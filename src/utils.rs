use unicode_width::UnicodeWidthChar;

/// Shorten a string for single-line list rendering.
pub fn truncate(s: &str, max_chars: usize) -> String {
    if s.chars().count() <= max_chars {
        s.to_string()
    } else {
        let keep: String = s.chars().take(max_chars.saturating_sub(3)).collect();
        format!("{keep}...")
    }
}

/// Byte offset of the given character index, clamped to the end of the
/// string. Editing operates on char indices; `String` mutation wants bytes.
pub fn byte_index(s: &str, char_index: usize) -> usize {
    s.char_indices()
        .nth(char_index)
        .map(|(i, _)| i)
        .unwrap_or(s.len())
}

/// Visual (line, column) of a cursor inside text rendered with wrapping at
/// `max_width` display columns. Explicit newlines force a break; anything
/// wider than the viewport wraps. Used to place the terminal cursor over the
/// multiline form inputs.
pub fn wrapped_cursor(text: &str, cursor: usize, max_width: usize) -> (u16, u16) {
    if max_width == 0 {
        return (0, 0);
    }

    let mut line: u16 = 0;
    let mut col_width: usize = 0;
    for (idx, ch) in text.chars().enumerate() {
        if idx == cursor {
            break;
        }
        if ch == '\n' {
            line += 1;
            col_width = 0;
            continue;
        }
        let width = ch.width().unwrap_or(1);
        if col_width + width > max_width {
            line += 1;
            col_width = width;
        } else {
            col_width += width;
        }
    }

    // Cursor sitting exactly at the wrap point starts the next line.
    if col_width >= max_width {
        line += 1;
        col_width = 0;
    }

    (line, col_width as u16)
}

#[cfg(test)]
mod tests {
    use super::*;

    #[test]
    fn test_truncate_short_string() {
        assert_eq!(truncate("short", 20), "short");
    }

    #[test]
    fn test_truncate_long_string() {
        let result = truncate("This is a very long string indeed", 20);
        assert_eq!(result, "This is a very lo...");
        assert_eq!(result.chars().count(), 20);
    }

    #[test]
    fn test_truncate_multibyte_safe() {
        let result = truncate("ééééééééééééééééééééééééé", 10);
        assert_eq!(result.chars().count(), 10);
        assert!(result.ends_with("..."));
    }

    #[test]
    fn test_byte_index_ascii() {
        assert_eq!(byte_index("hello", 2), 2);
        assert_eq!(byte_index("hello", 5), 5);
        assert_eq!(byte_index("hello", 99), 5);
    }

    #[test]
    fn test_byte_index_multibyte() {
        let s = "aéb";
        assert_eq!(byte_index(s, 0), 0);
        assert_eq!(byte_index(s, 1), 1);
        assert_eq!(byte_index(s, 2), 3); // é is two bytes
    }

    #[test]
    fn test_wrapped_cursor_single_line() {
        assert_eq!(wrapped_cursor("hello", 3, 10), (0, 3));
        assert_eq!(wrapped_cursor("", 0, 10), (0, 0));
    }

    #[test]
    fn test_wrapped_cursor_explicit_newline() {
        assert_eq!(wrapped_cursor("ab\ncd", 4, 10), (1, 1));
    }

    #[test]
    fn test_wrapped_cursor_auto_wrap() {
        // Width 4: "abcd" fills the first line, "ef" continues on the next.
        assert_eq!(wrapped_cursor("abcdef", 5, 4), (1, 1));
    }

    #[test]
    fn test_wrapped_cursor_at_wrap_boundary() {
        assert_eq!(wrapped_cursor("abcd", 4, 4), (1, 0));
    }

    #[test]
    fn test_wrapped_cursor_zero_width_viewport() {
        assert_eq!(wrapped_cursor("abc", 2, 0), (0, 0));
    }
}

──────

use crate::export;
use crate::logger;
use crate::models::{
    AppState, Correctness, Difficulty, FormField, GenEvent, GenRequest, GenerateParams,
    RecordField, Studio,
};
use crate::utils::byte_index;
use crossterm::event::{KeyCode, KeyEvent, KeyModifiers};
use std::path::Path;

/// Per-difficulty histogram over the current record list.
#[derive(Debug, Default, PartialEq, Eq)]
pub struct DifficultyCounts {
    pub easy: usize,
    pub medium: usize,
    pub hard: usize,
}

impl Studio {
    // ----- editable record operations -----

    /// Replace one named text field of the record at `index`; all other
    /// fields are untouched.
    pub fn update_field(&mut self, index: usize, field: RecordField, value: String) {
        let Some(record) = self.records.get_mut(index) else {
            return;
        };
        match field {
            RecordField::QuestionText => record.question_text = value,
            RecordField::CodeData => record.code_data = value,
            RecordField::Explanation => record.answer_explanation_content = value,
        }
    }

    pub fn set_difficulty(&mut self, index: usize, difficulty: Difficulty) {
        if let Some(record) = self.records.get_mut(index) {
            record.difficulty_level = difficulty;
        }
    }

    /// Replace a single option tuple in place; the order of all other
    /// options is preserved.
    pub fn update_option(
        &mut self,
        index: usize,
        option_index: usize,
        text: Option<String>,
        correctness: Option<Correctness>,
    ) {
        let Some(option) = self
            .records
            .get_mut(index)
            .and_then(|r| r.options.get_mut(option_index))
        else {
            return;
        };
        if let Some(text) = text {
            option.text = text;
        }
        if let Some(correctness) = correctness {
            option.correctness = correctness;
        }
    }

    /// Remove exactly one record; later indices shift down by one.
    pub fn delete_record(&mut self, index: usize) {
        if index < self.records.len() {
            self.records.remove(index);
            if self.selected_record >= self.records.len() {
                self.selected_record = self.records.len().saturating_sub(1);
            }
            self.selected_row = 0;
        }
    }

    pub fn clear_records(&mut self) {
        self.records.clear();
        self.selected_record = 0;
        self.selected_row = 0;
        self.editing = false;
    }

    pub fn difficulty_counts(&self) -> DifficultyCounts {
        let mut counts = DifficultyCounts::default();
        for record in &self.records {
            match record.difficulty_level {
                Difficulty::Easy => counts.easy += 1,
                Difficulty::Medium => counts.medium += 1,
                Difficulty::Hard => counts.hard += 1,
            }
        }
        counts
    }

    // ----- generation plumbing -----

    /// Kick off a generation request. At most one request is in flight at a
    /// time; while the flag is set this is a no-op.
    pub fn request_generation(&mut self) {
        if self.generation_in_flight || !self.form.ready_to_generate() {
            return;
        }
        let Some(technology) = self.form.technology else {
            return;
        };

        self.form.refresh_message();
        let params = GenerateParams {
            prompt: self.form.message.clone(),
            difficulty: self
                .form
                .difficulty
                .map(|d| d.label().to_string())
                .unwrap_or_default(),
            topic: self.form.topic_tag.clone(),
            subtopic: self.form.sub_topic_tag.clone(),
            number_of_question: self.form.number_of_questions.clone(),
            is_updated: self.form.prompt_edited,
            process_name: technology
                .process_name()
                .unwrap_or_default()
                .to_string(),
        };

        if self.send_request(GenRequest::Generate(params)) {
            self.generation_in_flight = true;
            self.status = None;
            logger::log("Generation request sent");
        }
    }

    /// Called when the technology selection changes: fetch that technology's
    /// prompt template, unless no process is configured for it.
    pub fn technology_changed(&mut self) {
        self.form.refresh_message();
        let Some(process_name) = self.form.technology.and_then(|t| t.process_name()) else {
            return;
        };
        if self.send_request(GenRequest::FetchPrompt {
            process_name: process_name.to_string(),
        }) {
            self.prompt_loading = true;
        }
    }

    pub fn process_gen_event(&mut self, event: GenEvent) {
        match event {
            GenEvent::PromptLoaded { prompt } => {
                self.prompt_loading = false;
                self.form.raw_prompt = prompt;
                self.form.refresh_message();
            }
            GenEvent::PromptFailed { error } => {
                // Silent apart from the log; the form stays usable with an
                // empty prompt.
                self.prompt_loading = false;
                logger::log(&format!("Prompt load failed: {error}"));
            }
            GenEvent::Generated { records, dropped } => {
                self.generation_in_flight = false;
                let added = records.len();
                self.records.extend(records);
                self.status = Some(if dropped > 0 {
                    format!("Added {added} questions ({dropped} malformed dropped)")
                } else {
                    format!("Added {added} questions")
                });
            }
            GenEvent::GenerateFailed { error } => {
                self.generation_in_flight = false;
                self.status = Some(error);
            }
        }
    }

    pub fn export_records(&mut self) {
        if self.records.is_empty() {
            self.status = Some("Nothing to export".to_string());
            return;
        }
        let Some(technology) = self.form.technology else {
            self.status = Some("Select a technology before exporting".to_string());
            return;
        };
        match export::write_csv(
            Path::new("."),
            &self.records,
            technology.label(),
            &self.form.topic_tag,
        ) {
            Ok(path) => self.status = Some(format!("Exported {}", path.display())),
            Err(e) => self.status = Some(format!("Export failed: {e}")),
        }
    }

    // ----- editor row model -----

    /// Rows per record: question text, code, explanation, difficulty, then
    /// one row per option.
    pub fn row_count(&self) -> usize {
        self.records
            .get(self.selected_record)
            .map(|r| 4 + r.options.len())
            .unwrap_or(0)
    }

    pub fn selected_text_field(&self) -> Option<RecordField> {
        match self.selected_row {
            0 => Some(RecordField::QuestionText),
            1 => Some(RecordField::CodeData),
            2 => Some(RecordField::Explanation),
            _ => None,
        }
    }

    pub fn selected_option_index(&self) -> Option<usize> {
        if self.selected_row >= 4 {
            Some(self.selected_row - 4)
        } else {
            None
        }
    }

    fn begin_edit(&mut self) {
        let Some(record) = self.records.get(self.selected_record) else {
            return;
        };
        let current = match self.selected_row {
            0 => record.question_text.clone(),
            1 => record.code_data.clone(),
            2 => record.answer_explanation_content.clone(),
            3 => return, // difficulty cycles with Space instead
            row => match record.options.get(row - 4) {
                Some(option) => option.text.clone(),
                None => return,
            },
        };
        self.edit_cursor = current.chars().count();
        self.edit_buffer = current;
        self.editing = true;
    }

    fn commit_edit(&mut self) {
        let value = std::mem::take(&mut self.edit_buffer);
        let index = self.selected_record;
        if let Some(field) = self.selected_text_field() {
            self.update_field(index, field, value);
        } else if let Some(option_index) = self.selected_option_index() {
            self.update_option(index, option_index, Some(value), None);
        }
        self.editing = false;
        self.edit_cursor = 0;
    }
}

──────

--- Problem statement ---
Pull each line that includes the word "current" out of the material above.

--- Response area ---
/// Per-difficulty histogram over the current record list.
        let current = match self.selected_row {
        self.edit_cursor = current.chars().count();
        self.edit_buffer = current;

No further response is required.